The federal government is not in a position to ensure that the provinces empower district and local governments financially, however, with UBI through direct transfers it can reach the poorest of districts. This will generate economic activity even in the poorest of districts and potentially transform them. 


UBI will be a major step towards empowering women, as well as other marginalised communities. Children need not be out of school trying to supplement family incomes and not suffer stunted growth owing to malnutrition. Duflo and Banerjee suggest that the population growth rate diminishes with prosperity, not the other way around. Empowered people who are not preoccupied with if and where the next meal will come from, can apply their minds to exercising democratic rights.


There are several successful examples of the introduction of basic income, which range from developed countries to developing. None of these have had a much-feared adverse impact of the recipients becoming lazy or misusing the income. As an example of outcomes of Madhya Pradesh (India) BI project (reported by Rob Rainer [email protected] November 16, 2015): Improved sanitation, Better access to drinking water,  Improved energy and lighting sources,  Significant increases in ownership of household assets,  Significant increases in food sufficiency,  Significant increases in child nutrition,  No increase in spending on alcohol,  Majority of BI recipients perceived improvement in health,  Increased spending on school uniforms, shoes and books,  Reduction in waged child labour,  Increase in income-earning work and business start-ups.  Decrease in household debt, Increase in women’s household and financial empowerment, Girls and women benefited disproportionately in nutrition, health and education outcomes.

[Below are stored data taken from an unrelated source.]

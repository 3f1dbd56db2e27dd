use serde::{Deserialize, Serialize};

/// User category gating route access. Ids match the `profiles` table.
#[derive(Debug, Clone, Copy, PartialEq, Eq, Hash, Serialize, Deserialize)]
pub enum Profile {
    Administrator,
    Receptionist,
    Housekeeper,
    Guest,
}

impl Profile {
    pub const ALL: [Profile; 4] = [
        Profile::Administrator,
        Profile::Receptionist,
        Profile::Housekeeper,
        Profile::Guest,
    ];

    pub fn id(self) -> i64 {
        match self {
            Profile::Administrator => 1,
            Profile::Receptionist => 2,
            Profile::Housekeeper => 3,
            Profile::Guest => 4,
        }
    }

    pub fn from_id(id: i64) -> Option<Self> {
        Self::ALL.into_iter().find(|p| p.id() == id)
    }

    pub fn name(self) -> &'static str {
        match self {
            Profile::Administrator => "Administrator",
            Profile::Receptionist => "Receptionist",
            Profile::Housekeeper => "Housekeeper",
            Profile::Guest => "Guest",
        }
    }

    /// Display name for a raw profile id, `"Unknown"` when the id is not mapped.
    pub fn name_for_id(id: i64) -> &'static str {
        Self::from_id(id).map(Profile::name).unwrap_or("Unknown")
    }
}

impl std::fmt::Display for Profile {
    fn fmt(&self, f: &mut std::fmt::Formatter<'_>) -> std::fmt::Result {
        f.write_str(self.name())
    }
}
use estada_core::{Authenticator, Housekeeping, ReservationDesk};
use estada_store::{DbClient, StoreReservationRepository, StoreRoomRepository, StoreUserRepository};
use std::sync::Arc;

use crate::session::SessionStore;

#[derive(Clone)]
pub struct AuthConfig {
    pub session_secret: String,
    pub session_ttl_seconds: u64,
}

#[derive(Clone)]
pub struct AppState {
    pub desk: ReservationDesk,
    pub housekeeping: Housekeeping,
    pub authenticator: Authenticator,
    pub sessions: SessionStore,
}

impl AppState {
    pub fn new(db: &DbClient, auth: &AuthConfig) -> Self {
        let rooms = Arc::new(StoreRoomRepository::new(db.pool.clone()));
        let reservations = Arc::new(StoreReservationRepository::new(db.pool.clone()));
        let users = Arc::new(StoreUserRepository::new(db.pool.clone()));

        Self {
            desk: ReservationDesk::new(rooms.clone(), reservations),
            housekeeping: Housekeeping::new(rooms),
            authenticator: Authenticator::new(users),
            sessions: SessionStore::new(&auth.session_secret, auth.session_ttl_seconds),
        }
    }
}
use bcrypt::{hash, verify};
use std::sync::Arc;
use tracing::warn;

use crate::repository::UserRepository;
use crate::{CoreResult, User};

pub use bcrypt::DEFAULT_COST;

pub fn hash_password(password: &str, cost: u32) -> Result<String, bcrypt::BcryptError> {
    hash(password, cost)
}

pub fn verify_password(password: &str, hash: &str) -> Result<bool, bcrypt::BcryptError> {
    verify(password, hash)
}

/// Email/password login against the user repository.
#[derive(Clone)]
pub struct Authenticator {
    users: Arc<dyn UserRepository>,
}

impl Authenticator {
    pub fn new(users: Arc<dyn UserRepository>) -> Self {
        Self { users }
    }

    /// `Ok(None)` covers both an unknown email and a wrong password.
    pub async fn authenticate(&self, email: &str, password: &str) -> CoreResult<Option<User>> {
        let Some(user) = self.users.find_by_email(email.trim()).await? else {
            return Ok(None);
        };

        match verify_password(password, &user.password_hash) {
            Ok(true) => Ok(Some(user)),
            Ok(false) => Ok(None),
            Err(e) => {
                warn!("Password check for user {} failed: {}", user.id, e);
                Ok(None)
            }
        }
    }
}
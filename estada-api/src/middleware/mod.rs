pub mod guard;
pub mod session;

pub use guard::{require_login, require_profiles};
pub use session::session_middleware;
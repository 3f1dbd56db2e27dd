use serde::Deserialize;
use std::sync::Arc;
use tracing::{info, warn};

use crate::repository::{ReservationRepository, RoomRepository};
use crate::{
    CoreError, CoreResult, NewReservation, Reservation, ReservationStatus, Room, StayDates,
};

/// Reservation request as submitted by the front desk. Dates are raw
/// `YYYY-MM-DD` strings so format problems surface as `FormatError`.
#[derive(Debug, Clone, Default, Deserialize)]
pub struct ReservationRequest {
    #[serde(default)]
    pub room_number: String,
    #[serde(default)]
    pub guest_name: String,
    #[serde(default)]
    pub checkin: String,
    #[serde(default)]
    pub checkout: String,
}

/// Availability search and reservation lifecycle.
///
/// Creation does not re-check availability: two requests for the same room
/// and overlapping dates both succeed. Callers are expected to run
/// [`ReservationDesk::availability`] first.
#[derive(Clone)]
pub struct ReservationDesk {
    rooms: Arc<dyn RoomRepository>,
    reservations: Arc<dyn ReservationRepository>,
}

impl ReservationDesk {
    pub fn new(
        rooms: Arc<dyn RoomRepository>,
        reservations: Arc<dyn ReservationRepository>,
    ) -> Self {
        Self { rooms, reservations }
    }

    pub async fn availability(&self, checkin: &str, checkout: &str) -> CoreResult<Vec<Room>> {
        let stay = StayDates::parse(checkin, checkout)?;
        self.rooms.available_rooms(&stay).await
    }

    pub async fn create(&self, request: &ReservationRequest) -> CoreResult<Reservation> {
        let room_number = request.room_number.trim();
        let guest_name = request.guest_name.trim();
        if room_number.is_empty() || guest_name.is_empty() {
            return Err(CoreError::ValidationError(
                "Room number and guest name are required.".to_string(),
            ));
        }

        let stay = StayDates::parse(&request.checkin, &request.checkout)?;

        let room = self.rooms.get_room(room_number).await?.ok_or_else(|| {
            CoreError::NotFoundError("Room not found or nightly rate not set.".to_string())
        })?;

        let new = NewReservation {
            room_number: room.number,
            guest_name: guest_name.to_string(),
            stay,
            status: ReservationStatus::Confirmed,
            total: stay.total_for_rate(room.rate),
        };

        let id = self.reservations.insert_reservation(&new).await?;
        info!(
            "Reservation {} created for room {} ({} nights, total {:.2})",
            id,
            new.room_number,
            stay.nights(),
            new.total
        );

        Ok(new.into_reservation(id))
    }

    /// Hard delete. A missing id is reported as `NotFoundError`.
    pub async fn delete(&self, id: i64) -> CoreResult<()> {
        if self.reservations.delete_reservation(id).await? {
            info!("Reservation {} deleted", id);
            Ok(())
        } else {
            warn!("Delete requested for unknown reservation {}", id);
            Err(CoreError::NotFoundError(
                "Reservation not found or could not be deleted.".to_string(),
            ))
        }
    }

    pub async fn list(&self) -> CoreResult<Vec<Reservation>> {
        self.reservations.list_reservations().await
    }

    pub async fn for_guest(&self, guest_name: &str) -> CoreResult<Vec<Reservation>> {
        self.reservations.list_reservations_for_guest(guest_name).await
    }
}
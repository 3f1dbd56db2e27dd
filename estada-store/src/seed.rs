use estada_core::auth::hash_password;
use estada_core::{CleanlinessStatus, Profile};
use sqlx::SqlitePool;
use tracing::info;

use crate::app_config::SeedConfig;

struct SeedUser {
    name: &'static str,
    email: &'static str,
    password: &'static str,
    profile: Profile,
}

const USERS: [SeedUser; 4] = [
    SeedUser {
        name: "Admin Hotel",
        email: "admin@hotel.com",
        password: "admin123",
        profile: Profile::Administrator,
    },
    SeedUser {
        name: "Reception",
        email: "receptionist@hotel.com",
        password: "receptionist123",
        profile: Profile::Receptionist,
    },
    SeedUser {
        name: "Housekeeper",
        email: "housekeeper@hotel.com",
        password: "housekeeper123",
        profile: Profile::Housekeeper,
    },
    SeedUser {
        name: "Guest",
        email: "guest@hotel.com",
        password: "guest123",
        profile: Profile::Guest,
    },
];

const ROOMS: [(&str, i64, f64, CleanlinessStatus); 4] = [
    ("101", 2, 150.00, CleanlinessStatus::Clean),
    ("102", 2, 150.00, CleanlinessStatus::Clean),
    ("201", 4, 250.00, CleanlinessStatus::Clean),
    ("305", 1, 100.00, CleanlinessStatus::Dirty),
];

#[derive(Debug, thiserror::Error)]
pub enum SeedError {
    #[error("database error while seeding: {0}")]
    Database(#[from] sqlx::Error),
    #[error("could not hash seed password: {0}")]
    Hash(#[from] bcrypt::BcryptError),
}

/// Inserts profiles, users and rooms. Rows that already exist are left alone,
/// so running this on every start is safe.
pub async fn seed(pool: &SqlitePool, config: &SeedConfig) -> Result<(), SeedError> {
    if !config.enabled {
        info!("Seeding disabled");
        return Ok(());
    }

    for profile in Profile::ALL {
        sqlx::query("INSERT OR IGNORE INTO profiles (id, name) VALUES (?, ?)")
            .bind(profile.id())
            .bind(profile.name())
            .execute(pool)
            .await?;
    }

    for user in &USERS {
        let exists: i64 = sqlx::query_scalar("SELECT COUNT(*) FROM users WHERE email = ?")
            .bind(user.email)
            .fetch_one(pool)
            .await?;
        if exists > 0 {
            continue;
        }

        let password_hash = hash_password(user.password, config.bcrypt_cost)?;
        sqlx::query(
            "INSERT INTO users (name, email, password_hash, profile_id) VALUES (?, ?, ?, ?)",
        )
        .bind(user.name)
        .bind(user.email)
        .bind(password_hash)
        .bind(user.profile.id())
        .execute(pool)
        .await?;
        info!("Seeded user {} ({})", user.email, user.profile);
    }

    for (number, capacity, rate, status) in ROOMS {
        sqlx::query(
            r#"
            INSERT OR IGNORE INTO rooms (number, capacity, rate, cleanliness_status)
            VALUES (?, ?, ?, ?)
            "#,
        )
        .bind(number)
        .bind(capacity)
        .bind(rate)
        .bind(status.as_str())
        .execute(pool)
        .await?;
    }

    Ok(())
}
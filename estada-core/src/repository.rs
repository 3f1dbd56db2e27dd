use async_trait::async_trait;

use crate::{CleanlinessStatus, CoreResult, NewReservation, Reservation, Room, StayDates, User};

/// Repository trait for the room inventory
#[async_trait]
pub trait RoomRepository: Send + Sync {
    async fn list_rooms(&self) -> CoreResult<Vec<Room>>;

    async fn get_room(&self, number: &str) -> CoreResult<Option<Room>>;

    /// Rooms with no non-cancelled reservation overlapping `stay`.
    async fn available_rooms(&self, stay: &StayDates) -> CoreResult<Vec<Room>>;

    /// Returns false when no room has this number.
    async fn update_cleanliness(
        &self,
        number: &str,
        status: CleanlinessStatus,
    ) -> CoreResult<bool>;
}

/// Repository trait for reservation rows
#[async_trait]
pub trait ReservationRepository: Send + Sync {
    async fn insert_reservation(&self, reservation: &NewReservation) -> CoreResult<i64>;

    /// Newest check-in first.
    async fn list_reservations(&self) -> CoreResult<Vec<Reservation>>;

    async fn list_reservations_for_guest(&self, guest_name: &str) -> CoreResult<Vec<Reservation>>;

    /// Returns false when no row had this id.
    async fn delete_reservation(&self, id: i64) -> CoreResult<bool>;
}

/// Repository trait for staff and guest accounts
#[async_trait]
pub trait UserRepository: Send + Sync {
    async fn find_by_email(&self, email: &str) -> CoreResult<Option<User>>;
}
use estada_core::CoreError;
use sqlx::error::ErrorKind;
use sqlx::sqlite::{SqliteConnectOptions, SqlitePoolOptions};
use sqlx::SqlitePool;
use std::str::FromStr;
use std::time::Duration;
use tracing::info;

#[derive(Clone)]
pub struct DbClient {
    pub pool: SqlitePool,
}

impl DbClient {
    pub async fn new(connection_string: &str, max_connections: u32) -> Result<Self, sqlx::Error> {
        let options = SqliteConnectOptions::from_str(connection_string)?
            .create_if_missing(true)
            .foreign_keys(true);

        let pool = SqlitePoolOptions::new()
            .max_connections(max_connections)
            .acquire_timeout(Duration::from_secs(3))
            .connect_with(options)
            .await?;

        Ok(Self { pool })
    }

    /// Private in-memory database. Pinned to one connection that never
    /// expires, since every SQLite memory connection is its own database.
    pub async fn in_memory() -> Result<Self, sqlx::Error> {
        let options = SqliteConnectOptions::from_str("sqlite::memory:")?.foreign_keys(true);

        let pool = SqlitePoolOptions::new()
            .max_connections(1)
            .idle_timeout(None)
            .max_lifetime(None)
            .connect_with(options)
            .await?;

        Ok(Self { pool })
    }

    pub async fn migrate(&self) -> Result<(), sqlx::migrate::MigrateError> {
        info!("Running database migrations...");
        sqlx::migrate!("./migrations")
            .run(&self.pool)
            .await?;
        info!("Migrations completed successfully.");
        Ok(())
    }
}

/// Constraint violations become `IntegrityError`, everything else is internal.
pub(crate) fn map_db_error(err: sqlx::Error) -> CoreError {
    if let sqlx::Error::Database(db_err) = &err {
        match db_err.kind() {
            ErrorKind::UniqueViolation
            | ErrorKind::ForeignKeyViolation
            | ErrorKind::NotNullViolation
            | ErrorKind::CheckViolation => {
                return CoreError::IntegrityError(db_err.message().to_string());
            }
            _ => {}
        }
    }
    CoreError::InternalError(err.to_string())
}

Based on the 2022 data, the UBI will amount to Rs 21 trillion per year. On the other hand, all existing subsidies would have to be removed. The financing of UBI would come from revisiting the State’s financing structure. The State is the issuer of its fiat currency, it does not need to raise revenues and does not need to borrow the same currency. The aggregate money supply would be controlled through weaning off from fractional reserve banking. I have covered this subject in two recent articles, “Growing the Economy by Applying the Modern Monetary Theory and Treating Universal Basic Income as a Fundamental Right”; and “Stop subsidising banks and others with Rs 2 to 4 trillion a year and invest it in social development.”


UBI can start by first allocating a smaller amount than has been suggested but increasing it each year and reach the target over five to ten years and simultaneously weaning the banks off the fractional reserve system. We will need the gradual approach for domestic supply to catch up.


The author is affiliated with the Arif Habib Consultancy – all views expressed in these pages are his own.